WHAT IS NEEDED – Each line in the entries below that contains the word "existing" counts once. Report how many there are and nothing more.

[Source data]

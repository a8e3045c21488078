//! Recency list: doubly-linked list of entries ordered by last use.
//!
//! Nodes live in an arena (`Vec` of slots plus a free list), so `prev`/`next`
//! links are slot indices rather than pointers. Callers hold [`NodeRef`]
//! handles that carry the owning list's identity and the slot generation,
//! which lets every operation reject handles from another list or handles
//! whose slot has since been freed or reused.

use std::sync::atomic::{AtomicU64, Ordering};

use crate::entry::Entry;

/// Source of list identities; 0 is reserved for [`NodeRef::EMPTY`].
static NEXT_LIST_ID: AtomicU64 = AtomicU64::new(1);

const EMPTY_SLOT: usize = usize::MAX;

fn next_list_id() -> u64 {
    NEXT_LIST_ID.fetch_add(1, Ordering::Relaxed)
}

/// Handle to a node linked into a [`RecencyList`]
///
/// Handles stay valid while the node is linked, across any number of
/// moves. [`NodeRef::EMPTY`] stands for "no such position".
#[derive(Debug, Clone, Copy, PartialEq, Eq, Hash)]
pub struct NodeRef {
    list: u64,
    slot: usize,
    generation: u64,
}

impl NodeRef {
    /// The empty node
    pub const EMPTY: NodeRef = NodeRef {
        list: 0,
        slot: EMPTY_SLOT,
        generation: 0,
    };

    /// Whether this is the empty node
    pub fn is_empty(&self) -> bool {
        self.slot == EMPTY_SLOT
    }
}

impl Default for NodeRef {
    fn default() -> Self {
        Self::EMPTY
    }
}

#[derive(Debug)]
struct Node<K, V> {
    entry: Entry<K, V>,
    prev: Option<usize>,
    next: Option<usize>,
}

#[derive(Debug)]
struct Slot<K, V> {
    generation: u64,
    node: Option<Node<K, V>>,
}
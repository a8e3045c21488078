//! Key-value pair stored in a recency list node

/// An immutable key-value pair.
///
/// Updating the value for a key builds a new `Entry` and swaps it into the
/// node; an existing entry is never mutated in place.
#[derive(Debug, Clone, PartialEq, Eq)]
pub struct Entry<K, V> {
    key: K,
    value: V,
}

impl<K, V> Entry<K, V> {
    /// Create a new entry
    pub fn new(key: K, value: V) -> Self {
        Self { key, value }
    }

    /// Key of this entry
    pub fn key(&self) -> &K {
        &self.key
    }

    /// Value of this entry
    pub fn value(&self) -> &V {
        &self.value
    }

    /// Split the entry into its key and value
    pub fn into_parts(self) -> (K, V) {
        (self.key, self.value)
    }
}
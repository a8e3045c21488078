//! Cache statistics tracking

use std::sync::atomic::{AtomicU64, Ordering};

/// Statistics for cache performance tracking
///
/// Counters are updated outside the cache lock and are informational only.
#[derive(Debug, Default)]
pub struct CacheStats {
    hits: AtomicU64,
    misses: AtomicU64,
    inserts: AtomicU64,
    updates: AtomicU64,
    evictions: AtomicU64,
}

impl CacheStats {
    /// Create new stats tracker
    pub fn new() -> Self {
        Self::default()
    }

    /// Record a lookup that found its key
    pub fn record_hit(&self) {
        self.hits.fetch_add(1, Ordering::Relaxed);
    }

    /// Record a lookup that missed
    pub fn record_miss(&self) {
        self.misses.fetch_add(1, Ordering::Relaxed);
    }

    /// Record a put of a new key
    pub fn record_insert(&self) {
        self.inserts.fetch_add(1, Ordering::Relaxed);
    }

    /// Record a put that replaced the value of an existing key
    pub fn record_update(&self) {
        self.updates.fetch_add(1, Ordering::Relaxed);
    }

    /// Record an eviction
    pub fn record_eviction(&self) {
        self.evictions.fetch_add(1, Ordering::Relaxed);
    }

    /// Get total hits
    pub fn hits(&self) -> u64 {
        self.hits.load(Ordering::Relaxed)
    }

    /// Get total misses
    pub fn misses(&self) -> u64 {
        self.misses.load(Ordering::Relaxed)
    }

    /// Get total inserts
    pub fn inserts(&self) -> u64 {
        self.inserts.load(Ordering::Relaxed)
    }

    /// Get total updates
    pub fn updates(&self) -> u64 {
        self.updates.load(Ordering::Relaxed)
    }

    /// Get total evictions
    pub fn evictions(&self) -> u64 {
        self.evictions.load(Ordering::Relaxed)
    }

    /// Calculate hit ratio (0.0 to 1.0)
    pub fn hit_ratio(&self) -> f64 {
        let hits = self.hits();
        let total = hits + self.misses();
        if total == 0 {
            0.0
        } else {
            hits as f64 / total as f64
        }
    }

    /// Reset all statistics
    pub fn reset(&self) {
        self.hits.store(0, Ordering::Relaxed);
        self.misses.store(0, Ordering::Relaxed);
        self.inserts.store(0, Ordering::Relaxed);
        self.updates.store(0, Ordering::Relaxed);
        self.evictions.store(0, Ordering::Relaxed);
    }
}
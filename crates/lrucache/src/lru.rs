//! Single-threaded LRU core: lookup index + recency list.
//!
//! [`LruCore`] is the unit of state the concurrent cache guards with one
//! lock. Both structures are mutated together here and nowhere else.

use std::collections::HashMap;
use std::hash::Hash;

use ahash::RandomState;

use crate::entry::Entry;
use crate::error::{Error, Result};
use crate::list::{Iter, NodeRef, RecencyList};

/// Upper bound on slots reserved up front; larger caches grow on demand
const MAX_PREALLOC: usize = 1 << 16;

/// What a [`LruCore::put`] did
#[derive(Debug, PartialEq, Eq)]
pub enum Put<K, V> {
    /// The key was cached; its entry was replaced and promoted
    Updated(NodeRef),
    /// The key was new; `evicted` holds the entry pushed out to make room
    Inserted {
        /// Node now holding the new entry
        node: NodeRef,
        /// Least recently used entry removed before the insert
        evicted: Option<Entry<K, V>>,
    },
}

impl<K, V> Put<K, V> {
    /// Node holding the entry that was just written
    pub fn node(&self) -> NodeRef {
        match self {
            Put::Updated(node) => *node,
            Put::Inserted { node, .. } => *node,
        }
    }
}

/// LRU cache with fixed capacity, no internal locking
///
/// `get` takes `&mut self`: a hit promotes the entry, so reads mutate the
/// recency order and need exclusive access like writes do.
#[derive(Debug)]
pub struct LruCore<K, V> {
    index: HashMap<K, NodeRef, RandomState>,
    list: RecencyList<K, V>,
    capacity: usize,
}

impl<K, V> LruCore<K, V>
where
    K: Hash + Eq + Clone,
{
    /// Create a new LRU core holding at most `capacity` entries
    pub fn new(capacity: usize) -> Result<Self> {
        if capacity == 0 {
            return Err(Error::InvalidCapacity(capacity));
        }

        let prealloc = capacity.min(MAX_PREALLOC);
        Ok(Self {
            index: HashMap::with_capacity_and_hasher(prealloc, RandomState::new()),
            list: RecencyList::with_capacity(prealloc),
            capacity,
        })
    }

    /// Get a value and promote it to most recently used
    pub fn get(&mut self, key: &K) -> Option<&V> {
        let slot = self.index.get_mut(key)?;
        *slot = self.list.move_to_front(*slot);
        Some(self.list.entry(*slot).value())
    }

    /// Get a value without touching the recency order
    pub fn peek(&self, key: &K) -> Option<&V> {
        let node = self.index.get(key)?;
        Some(self.list.entry(*node).value())
    }

    /// Whether `key` is cached, without touching the recency order
    pub fn contains(&self, key: &K) -> bool {
        self.index.contains_key(key)
    }

    /// Insert or replace a value, evicting the least recently used entry
    /// when a new key arrives at capacity
    pub fn put(&mut self, key: K, value: V) -> Put<K, V> {
        if let Some(slot) = self.index.get_mut(&key) {
            // Update, not growth: never evicts
            *slot = self
                .list
                .update_and_move_to_front(*slot, Entry::new(key, value));
            return Put::Updated(*slot);
        }

        let evicted = if self.list.len() >= self.capacity {
            self.evict()
        } else {
            None
        };

        let node = self.list.insert_front(Entry::new(key.clone(), value));
        self.index.insert(key, node);
        Put::Inserted { node, evicted }
    }

    /// Remove a key from the cache
    pub fn remove(&mut self, key: &K) -> Option<V> {
        let node = self.index.remove(key)?;
        let (_, value) = self.list.remove(node).into_parts();
        Some(value)
    }

    /// Remove the least recently used entry
    ///
    /// Returns `None` when the cache is empty.
    pub fn evict(&mut self) -> Option<Entry<K, V>> {
        let entry = self.list.remove_tail()?;
        let removed = self.index.remove(entry.key());
        assert!(removed.is_some(), "evicted entry was missing from the index");
        Some(entry)
    }

    /// Get the current number of entries
    pub fn len(&self) -> usize {
        self.list.len()
    }

    /// Check if the cache is empty
    pub fn is_empty(&self) -> bool {
        self.list.is_empty()
    }

    /// Maximum number of entries
    pub fn capacity(&self) -> usize {
        self.capacity
    }

    /// Clear the cache
    pub fn clear(&mut self) {
        self.index.clear();
        self.list.clear();
    }

    /// Iterate entries from most to least recently used
    pub fn iter(&self) -> Iter<'_, K, V> {
        self.list.iter()
    }

    /// Validates that index and list describe the same entries. Available in
    /// debug/test builds.
    ///
    /// Panics if any invariant is violated.
    #[cfg(any(test, debug_assertions))]
    pub fn debug_validate_invariants(&self) {
        self.list.check_invariants();

        assert_eq!(
            self.index.len(),
            self.list.len(),
            "index.len({}) != list.len({})",
            self.index.len(),
            self.list.len()
        );
        assert!(
            self.list.len() <= self.capacity,
            "len({}) > capacity({})",
            self.list.len(),
            self.capacity
        );

        for (key, node) in &self.index {
            let entry = self
                .list
                .get(*node)
                .unwrap_or_else(|| panic!("index references unlinked node {:?}", node));
            assert!(entry.key() == key, "node {:?} holds a different key", node);
        }
    }
}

EXERCISE OUTPUT – 2